La Junta Central se refugió en Cádiz en enero de 1810, y la cuestión de las Cortes pareció suspendida. No obstante, la convocatoria para la reunión de la Cámara Baja ya había sido despachada, no así la concerniente a la de los estamentos privilegiados. Los liberales reunidos en Cádiz, provenientes de todos los rincones de España, presionaron a la Regencia, nombrada tras la disolución de la Junta Central, al objeto de reunir las Cortes. Argüelles y el Conde de Toreno organizaron a los liberales, movilizaron la opinión pública a través de impresos y manifestaciones callejeras y presentaron a los regentes una petición. Argüelles entendió que la organización y la presión eran claves para lograr objetivos políticos frente a unos realistas confiados en las antiguas formas y en la popularidad de alguno de ellos. De esta manera, fue de gran utilidad para la victoria de los liberales a la hora de elegir a los diputados sustitutos entre los mismos residentes de Cádiz. Lo mismo ocurrió en los debates parlamentarios, cuando los hombres de Argüelles se preparaban las sesiones en forma y contenido para sacar adelante sus propuestas.

Cobró entonces Argüelles gran fama de orador, especialmente a raíz de su discurso sobre el proyecto de ley relacionado con la libertad de imprenta. Ahora bien, no era ordenado ni profundo en sus alocuciones. Lo cierto, escribió un moderado casi cuarenta años después, es que "suplía en él la vehemencia de los afectos al vigor de los raciocinios"[2]. La gran diferencia con los otros diputados era su valentía y su instrucción en materias diversas.

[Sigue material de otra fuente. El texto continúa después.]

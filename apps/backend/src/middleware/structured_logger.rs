use std::time::Instant;

use actix_web::dev::{forward_ready, Service, ServiceRequest, ServiceResponse, Transform};
use actix_web::{Error, HttpMessage};
use futures_util::future::{ready, LocalBoxFuture, Ready};
use tracing::{error, info, warn};

use crate::middleware::request_trace::TraceId;

/// One `request_completed` line per request, levelled by status class.
pub struct StructuredLogger;

impl<S, B> Transform<S, ServiceRequest> for StructuredLogger
where
    S: Service<ServiceRequest, Response = ServiceResponse<B>, Error = Error>,
    S::Future: 'static,
    B: 'static,
{
    type Response = ServiceResponse<B>;
    type Error = Error;
    type InitError = ();
    type Transform = StructuredLoggerMiddleware<S>;
    type Future = Ready<Result<Self::Transform, Self::InitError>>;

    fn new_transform(&self, service: S) -> Self::Future {
        ready(Ok(StructuredLoggerMiddleware { service }))
    }
}

pub struct StructuredLoggerMiddleware<S> {
    service: S,
}

impl<S, B> Service<ServiceRequest> for StructuredLoggerMiddleware<S>
where
    S: Service<ServiceRequest, Response = ServiceResponse<B>, Error = Error>,
    S::Future: 'static,
    B: 'static,
{
    type Response = ServiceResponse<B>;
    type Error = Error;
    type Future = LocalBoxFuture<'static, Result<Self::Response, Self::Error>>;

    forward_ready!(service);

    fn call(&self, req: ServiceRequest) -> Self::Future {
        let start = Instant::now();
        let method = req.method().to_string();
        let path = req.path().to_string();
        let fut = self.service.call(req);

        Box::pin(async move {
            let result = fut.await;

            let (status, trace_id) = match &result {
                Ok(res) => (
                    res.status(),
                    res.request()
                        .extensions()
                        .get::<TraceId>()
                        .map(|t| t.0.clone()),
                ),
                Err(err) => (err.as_response_error().status_code(), None),
            };
            let trace_id = trace_id.unwrap_or_else(|| "unknown".to_string());
            let duration_us = start.elapsed().as_micros() as u64;
            let status_code = status.as_u16();

            if status.is_server_error() {
                error!(http.method = %method, url.path = %path, http.status_code = status_code, duration_us, trace_id = %trace_id, "request_completed");
            } else if status.is_client_error() {
                warn!(http.method = %method, url.path = %path, http.status_code = status_code, duration_us, trace_id = %trace_id, "request_completed");
            } else {
                info!(http.method = %method, url.path = %path, http.status_code = status_code, duration_us, trace_id = %trace_id, "request_completed");
            }

            result
        })
    }
}
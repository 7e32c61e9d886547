//! Backend test support utilities
//!
//! Helpers shared by the backend integration tests: unified logging
//! initialization, Problem Details assertions and unique test data.

pub mod logging;
pub mod problem_details;
pub mod unique_helpers;
use std::future::Future;
use std::ops::Deref;
use std::pin::Pin;

use actix_web::dev::Payload;
use actix_web::{FromRequest, HttpRequest};
use bytes::BytesMut;
use futures_util::StreamExt;
use serde::de::DeserializeOwned;
use serde_json::error::Category;
use tracing::debug;

use crate::error::AppError;
use crate::errors::ErrorCode;
use crate::logging::pii::Redacted;
use crate::trace_ctx;

/// Request bodies above this size are rejected before parsing.
pub const MAX_BODY_BYTES: usize = 256 * 1024;

/// JSON body extractor whose failures render as 400 BAD_REQUEST problem details
/// instead of actix's plain-text JSON errors.
///
/// Content-Type is not checked; any body that parses is accepted.
#[derive(Debug)]
pub struct ValidatedJson<T>(pub T);

impl<T> ValidatedJson<T> {
    pub fn into_inner(self) -> T {
        self.0
    }
}

impl<T> Deref for ValidatedJson<T> {
    type Target = T;

    fn deref(&self) -> &Self::Target {
        &self.0
    }
}

impl<T> FromRequest for ValidatedJson<T>
where
    T: DeserializeOwned + 'static,
{
    type Error = AppError;
    type Future = Pin<Box<dyn Future<Output = Result<Self, Self::Error>>>>;

    fn from_request(req: &HttpRequest, payload: &mut Payload) -> Self::Future {
        let path = req.path().to_string();
        let mut payload = payload.take();

        Box::pin(async move {
            let mut body = BytesMut::new();
            while let Some(chunk) = payload.next().await {
                let chunk = chunk.map_err(|e| {
                    debug!(trace_id = %trace_ctx::trace_id(), error = %e, "body read failed");
                    AppError::bad_request(ErrorCode::BadRequest, "Failed to read request body")
                })?;
                if body.len() + chunk.len() > MAX_BODY_BYTES {
                    return Err(AppError::bad_request(
                        ErrorCode::BadRequest,
                        format!("Request body exceeds {MAX_BODY_BYTES} bytes"),
                    ));
                }
                body.extend_from_slice(&chunk);
            }

            serde_json::from_slice::<T>(&body)
                .map(ValidatedJson)
                .map_err(|e| {
                    debug!(
                        trace_id = %trace_ctx::trace_id(),
                        path = %path,
                        error = %Redacted(&e.to_string()),
                        body_size = body.len(),
                        "JSON body rejected"
                    );
                    AppError::bad_request(ErrorCode::BadRequest, describe_json_error(&e))
                })
        })
    }
}

/// Client-facing description of a parse failure; never echoes body content.
fn describe_json_error(error: &serde_json::Error) -> String {
    match error.classify() {
        Category::Syntax => format!("Invalid JSON at line {}", error.line()),
        Category::Eof => "Invalid JSON: unexpected end of input".to_string(),
        Category::Data => "Invalid JSON: wrong types for one or more fields".to_string(),
        Category::Io => "Invalid JSON: I/O error while reading body".to_string(),
    }
}
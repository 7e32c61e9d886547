//! Problem Details assertions that don't depend on backend types.

use actix_web::body::BoxBody;
use actix_web::dev::ServiceResponse;
use actix_web::http::StatusCode;
use serde::Deserialize;

/// Mirror of the backend's error body.
#[derive(Debug, Deserialize)]
pub struct ProblemDetailsLike {
    #[serde(rename = "type")]
    pub type_: String,
    pub title: String,
    pub status: u16,
    pub detail: String,
    pub code: String,
    pub trace_id: String,
}

/// Assert that a response honors the error contract and return the parsed body.
///
/// Checks status, `application/problem+json`, `code`, `detail` and that the
/// body `trace_id` equals the `x-trace-id` header.
pub async fn assert_problem_details(
    resp: ServiceResponse<BoxBody>,
    expected_status: StatusCode,
    expected_code: &str,
    expected_detail: &str,
) -> ProblemDetailsLike {
    assert_eq!(resp.status(), expected_status);

    let headers = resp.headers().clone();
    let content_type = headers
        .get("content-type")
        .and_then(|v| v.to_str().ok())
        .unwrap_or_default()
        .to_string();
    assert_eq!(content_type, "application/problem+json");

    let body = actix_web::test::read_body(resp).await;
    let problem: ProblemDetailsLike =
        serde_json::from_slice(&body).expect("body should be ProblemDetails JSON");

    let trace_header = headers
        .get("x-trace-id")
        .expect("x-trace-id header should be present")
        .to_str()
        .expect("x-trace-id header should be valid UTF-8");
    assert_eq!(
        problem.trace_id, trace_header,
        "trace_id in body should match x-trace-id header"
    );

    assert_eq!(problem.status, expected_status.as_u16());
    assert_eq!(problem.code, expected_code);
    assert_eq!(problem.detail, expected_detail);

    problem
}
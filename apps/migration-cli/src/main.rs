use clap::Parser;
use migration::{migrate, MigrationCommand};
use sea_orm::Database;

#[derive(Parser)]
#[command(name = "migration-cli")]
#[command(about = "Inventory database migration tool")]
struct Args {
    /// Migration command to run: up | down | fresh | reset | refresh | status
    command: MigrationCommand,

    /// Database connection string (postgres://... or sqlite://...)
    #[arg(long, env = "DATABASE_URL")]
    database_url: String,
}

#[tokio::main]
async fn main() {
    tracing_subscriber::fmt()
        .with_writer(std::io::stdout)
        .without_time()
        .with_target(false)
        .with_thread_ids(false)
        .with_thread_names(false)
        .with_line_number(false)
        .with_file(false)
        .with_env_filter("migration=info,sqlx=warn")
        .init();

    let args = Args::parse();

    if args.database_url.contains(":memory:") {
        eprintln!("❌ SQLite in-memory databases are not supported for CLI operations.");
        eprintln!("Each CLI run would migrate a fresh database that vanishes on exit.");
        std::process::exit(2);
    }

    let db = match Database::connect(&args.database_url).await {
        Ok(db) => db,
        Err(e) => {
            eprintln!("❌ Failed to connect to database: {e}");
            std::process::exit(1);
        }
    };

    if let Err(e) = migrate(&db, args.command).await {
        eprintln!("Migration failed: {e}");
        std::process::exit(1);
    }
}
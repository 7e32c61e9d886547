//! Security-relevant events, emitted with a stable `event` field.

use tracing::warn;

use crate::logging::pii::Redacted;
use crate::trace_ctx;

/// A gated request arrived without an Authorization header.
pub fn missing_auth_header(path: &str) {
    warn!(
        event = "SECURITY_AUTH_HEADER_MISSING",
        trace_id = %trace_ctx::trace_id(),
        path,
        "Unauthorized access"
    );
}

/// A presented token failed verification.
pub fn token_rejected(path: &str) {
    warn!(
        event = "SECURITY_TOKEN_REJECTED",
        trace_id = %trace_ctx::trace_id(),
        path,
        "Forbidden access: token rejected"
    );
}

/// A verified identity asked for another owner's records.
pub fn owner_mismatch(requested: &str, claimed: &str) {
    warn!(
        event = "SECURITY_OWNER_MISMATCH",
        trace_id = %trace_ctx::trace_id(),
        requested = %Redacted(requested),
        claimed = %Redacted(claimed),
        "Forbidden access: owner mismatch"
    );
}
pub mod db;
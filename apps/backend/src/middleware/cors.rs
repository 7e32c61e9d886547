use std::env;

use actix_cors::Cors;
use actix_web::http::header;

const DEFAULT_ORIGINS: [&str; 2] = ["http://localhost:5173", "http://127.0.0.1:5173"];

/// CORS for the browser client.
///
/// Origins come from `CORS_ALLOWED_ORIGINS` (comma separated). `*` opens
/// the API to any origin; otherwise only the listed origins are allowed.
pub fn cors_middleware() -> Cors {
    let raw = env::var("CORS_ALLOWED_ORIGINS").unwrap_or_default();

    let base = Cors::default()
        .allowed_methods(vec!["GET", "POST", "PUT", "DELETE", "OPTIONS"])
        .allowed_headers(vec![
            header::AUTHORIZATION,
            header::CONTENT_TYPE,
            header::ACCEPT,
        ])
        .expose_headers(vec![
            header::HeaderName::from_static("x-trace-id"),
            header::HeaderName::from_static("x-request-id"),
        ])
        .max_age(3600);

    if raw.trim() == "*" {
        return base.allow_any_origin();
    }

    parse_allowed_origins(&raw)
        .iter()
        .fold(base, |cors, origin| cors.allowed_origin(origin))
}

/// Valid http(s) origins from a comma separated list, or the local dev
/// defaults when none survive.
pub fn parse_allowed_origins(raw: &str) -> Vec<String> {
    let origins: Vec<String> = raw
        .split(',')
        .map(str::trim)
        .filter(|s| s.starts_with("http://") || s.starts_with("https://"))
        .map(|s| s.trim_end_matches('/').to_string())
        .collect();

    if origins.is_empty() {
        DEFAULT_ORIGINS.iter().map(|s| s.to_string()).collect()
    } else {
        origins
    }
}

Su verdadera intención era dirigir al grupo liberal en las Cortes. Demostró entonces una gran capacidad de liderazgo, de la que no disfrutó en el resto de su vida pública. Sin embargo, el método que los liberales siguieron para la aprobación de sus propuestas tiñó de exclusivismo su política. A esto se unió la radicalidad de algunos personajes que, al socaire de la libertad, daban rienda suelta a fantasmas personales o históricos, regalando argumentos a quienes querían que los españoles vieran en los liberales unos jacobinos, unos incendiarios anticlericales y republicanos. Los ataques que desde la prensa llevaron a cabo los enemigos del régimen constitucional fueron muy severos y eficaces: lograron crear una opinión pública contraria a los liberales, como se demostró en las elecciones parciales de 1813.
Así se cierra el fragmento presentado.